== Working data
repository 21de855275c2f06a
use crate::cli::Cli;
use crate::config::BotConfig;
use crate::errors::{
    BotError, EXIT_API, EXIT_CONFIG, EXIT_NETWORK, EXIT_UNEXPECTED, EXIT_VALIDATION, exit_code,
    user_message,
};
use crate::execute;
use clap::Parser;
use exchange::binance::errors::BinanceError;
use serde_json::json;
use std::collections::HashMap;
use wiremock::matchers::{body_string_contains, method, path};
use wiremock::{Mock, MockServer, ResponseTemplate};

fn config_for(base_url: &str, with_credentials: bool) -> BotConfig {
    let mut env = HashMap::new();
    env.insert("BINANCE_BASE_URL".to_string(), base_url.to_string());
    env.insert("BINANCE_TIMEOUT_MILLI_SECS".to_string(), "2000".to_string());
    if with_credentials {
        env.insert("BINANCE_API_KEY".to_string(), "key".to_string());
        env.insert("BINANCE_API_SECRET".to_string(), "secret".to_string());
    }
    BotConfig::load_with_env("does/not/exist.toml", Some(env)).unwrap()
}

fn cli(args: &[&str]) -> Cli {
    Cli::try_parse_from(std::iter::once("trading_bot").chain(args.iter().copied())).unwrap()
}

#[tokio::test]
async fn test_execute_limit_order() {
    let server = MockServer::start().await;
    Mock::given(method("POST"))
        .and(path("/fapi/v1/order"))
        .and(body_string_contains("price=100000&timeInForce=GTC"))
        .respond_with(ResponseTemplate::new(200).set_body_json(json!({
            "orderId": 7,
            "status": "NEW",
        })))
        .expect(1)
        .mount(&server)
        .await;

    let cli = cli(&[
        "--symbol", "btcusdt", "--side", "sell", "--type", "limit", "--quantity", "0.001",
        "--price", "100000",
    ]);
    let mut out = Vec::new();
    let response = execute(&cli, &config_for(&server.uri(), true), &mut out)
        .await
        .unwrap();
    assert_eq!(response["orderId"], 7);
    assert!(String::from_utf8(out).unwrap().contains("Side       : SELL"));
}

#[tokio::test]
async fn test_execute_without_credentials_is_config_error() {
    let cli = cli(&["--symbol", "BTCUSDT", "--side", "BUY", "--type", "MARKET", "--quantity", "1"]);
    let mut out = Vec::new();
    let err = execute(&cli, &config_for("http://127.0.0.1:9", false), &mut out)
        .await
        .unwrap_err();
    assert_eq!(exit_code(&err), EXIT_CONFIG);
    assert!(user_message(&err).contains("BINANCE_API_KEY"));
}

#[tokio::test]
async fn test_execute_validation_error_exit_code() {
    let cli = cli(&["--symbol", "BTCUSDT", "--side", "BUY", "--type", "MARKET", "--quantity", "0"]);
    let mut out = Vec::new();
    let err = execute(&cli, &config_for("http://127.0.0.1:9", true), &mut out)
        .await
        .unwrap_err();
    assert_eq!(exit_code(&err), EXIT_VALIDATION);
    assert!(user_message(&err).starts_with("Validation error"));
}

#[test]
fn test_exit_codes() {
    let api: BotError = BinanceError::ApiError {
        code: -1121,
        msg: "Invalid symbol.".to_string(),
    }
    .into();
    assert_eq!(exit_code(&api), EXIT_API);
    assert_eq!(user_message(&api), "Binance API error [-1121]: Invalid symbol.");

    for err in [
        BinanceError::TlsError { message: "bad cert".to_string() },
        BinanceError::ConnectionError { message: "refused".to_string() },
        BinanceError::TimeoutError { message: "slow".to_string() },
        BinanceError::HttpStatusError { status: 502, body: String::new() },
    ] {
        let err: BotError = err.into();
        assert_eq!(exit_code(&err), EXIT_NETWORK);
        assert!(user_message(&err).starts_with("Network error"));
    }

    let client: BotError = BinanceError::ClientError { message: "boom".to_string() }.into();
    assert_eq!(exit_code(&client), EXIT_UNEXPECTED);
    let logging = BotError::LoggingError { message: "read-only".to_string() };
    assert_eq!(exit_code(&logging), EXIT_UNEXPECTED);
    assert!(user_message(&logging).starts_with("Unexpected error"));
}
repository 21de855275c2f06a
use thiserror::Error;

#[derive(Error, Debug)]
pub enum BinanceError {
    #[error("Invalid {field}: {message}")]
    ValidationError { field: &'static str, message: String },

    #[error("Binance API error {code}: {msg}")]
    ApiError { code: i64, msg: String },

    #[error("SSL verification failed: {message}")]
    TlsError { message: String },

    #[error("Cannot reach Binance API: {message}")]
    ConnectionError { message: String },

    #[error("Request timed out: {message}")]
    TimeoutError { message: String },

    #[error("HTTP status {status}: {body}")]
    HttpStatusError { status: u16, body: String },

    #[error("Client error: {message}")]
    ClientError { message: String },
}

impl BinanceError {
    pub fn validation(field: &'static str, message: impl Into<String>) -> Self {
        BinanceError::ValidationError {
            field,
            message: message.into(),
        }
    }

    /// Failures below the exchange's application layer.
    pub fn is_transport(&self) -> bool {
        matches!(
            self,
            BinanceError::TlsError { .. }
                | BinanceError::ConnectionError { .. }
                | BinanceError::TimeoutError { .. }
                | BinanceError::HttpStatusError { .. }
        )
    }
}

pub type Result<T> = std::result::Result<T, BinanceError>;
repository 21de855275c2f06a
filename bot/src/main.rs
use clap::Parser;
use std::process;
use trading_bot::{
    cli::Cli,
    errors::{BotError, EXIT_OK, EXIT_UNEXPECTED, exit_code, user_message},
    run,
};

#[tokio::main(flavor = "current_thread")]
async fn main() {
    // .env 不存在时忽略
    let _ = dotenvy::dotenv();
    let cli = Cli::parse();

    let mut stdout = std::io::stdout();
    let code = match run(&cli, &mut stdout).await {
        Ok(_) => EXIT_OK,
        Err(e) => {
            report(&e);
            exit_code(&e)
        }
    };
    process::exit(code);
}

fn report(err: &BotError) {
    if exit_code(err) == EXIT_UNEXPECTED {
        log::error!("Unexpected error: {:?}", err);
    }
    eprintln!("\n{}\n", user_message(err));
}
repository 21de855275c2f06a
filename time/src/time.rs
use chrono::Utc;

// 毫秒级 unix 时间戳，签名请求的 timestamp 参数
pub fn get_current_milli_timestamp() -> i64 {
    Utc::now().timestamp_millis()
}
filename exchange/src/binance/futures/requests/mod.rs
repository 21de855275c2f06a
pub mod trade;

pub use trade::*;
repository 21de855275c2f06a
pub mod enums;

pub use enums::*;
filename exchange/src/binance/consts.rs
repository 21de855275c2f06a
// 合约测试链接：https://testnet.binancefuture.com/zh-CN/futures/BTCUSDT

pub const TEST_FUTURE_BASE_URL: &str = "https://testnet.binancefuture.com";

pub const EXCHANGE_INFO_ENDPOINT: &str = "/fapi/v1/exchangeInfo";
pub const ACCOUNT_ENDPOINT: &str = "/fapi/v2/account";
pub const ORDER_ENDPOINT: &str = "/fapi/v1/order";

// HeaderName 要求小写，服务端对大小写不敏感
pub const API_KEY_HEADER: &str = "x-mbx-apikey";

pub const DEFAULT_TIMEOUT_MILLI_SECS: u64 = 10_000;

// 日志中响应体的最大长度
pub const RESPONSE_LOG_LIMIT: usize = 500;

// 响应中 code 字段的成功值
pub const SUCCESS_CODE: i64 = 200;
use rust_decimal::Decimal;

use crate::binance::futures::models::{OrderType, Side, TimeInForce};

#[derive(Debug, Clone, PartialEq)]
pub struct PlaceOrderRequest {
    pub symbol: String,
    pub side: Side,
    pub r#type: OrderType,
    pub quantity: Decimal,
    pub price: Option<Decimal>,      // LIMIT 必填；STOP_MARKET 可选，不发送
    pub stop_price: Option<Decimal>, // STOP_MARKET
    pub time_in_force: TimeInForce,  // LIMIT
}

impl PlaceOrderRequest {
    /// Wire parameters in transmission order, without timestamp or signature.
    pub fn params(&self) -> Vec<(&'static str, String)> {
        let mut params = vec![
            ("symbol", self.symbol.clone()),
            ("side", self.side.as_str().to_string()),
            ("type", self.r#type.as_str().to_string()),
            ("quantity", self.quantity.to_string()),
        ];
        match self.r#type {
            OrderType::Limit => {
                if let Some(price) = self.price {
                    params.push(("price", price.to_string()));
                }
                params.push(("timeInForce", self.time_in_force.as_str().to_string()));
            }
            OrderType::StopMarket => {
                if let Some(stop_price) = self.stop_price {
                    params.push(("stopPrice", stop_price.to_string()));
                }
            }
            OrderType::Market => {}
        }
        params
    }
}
====
Activity
Your task is to copy every line in the entries that holds the string "method".

Exercise result
use wiremock::matchers::{body_string_contains, method, path};
    Mock::given(method("POST"))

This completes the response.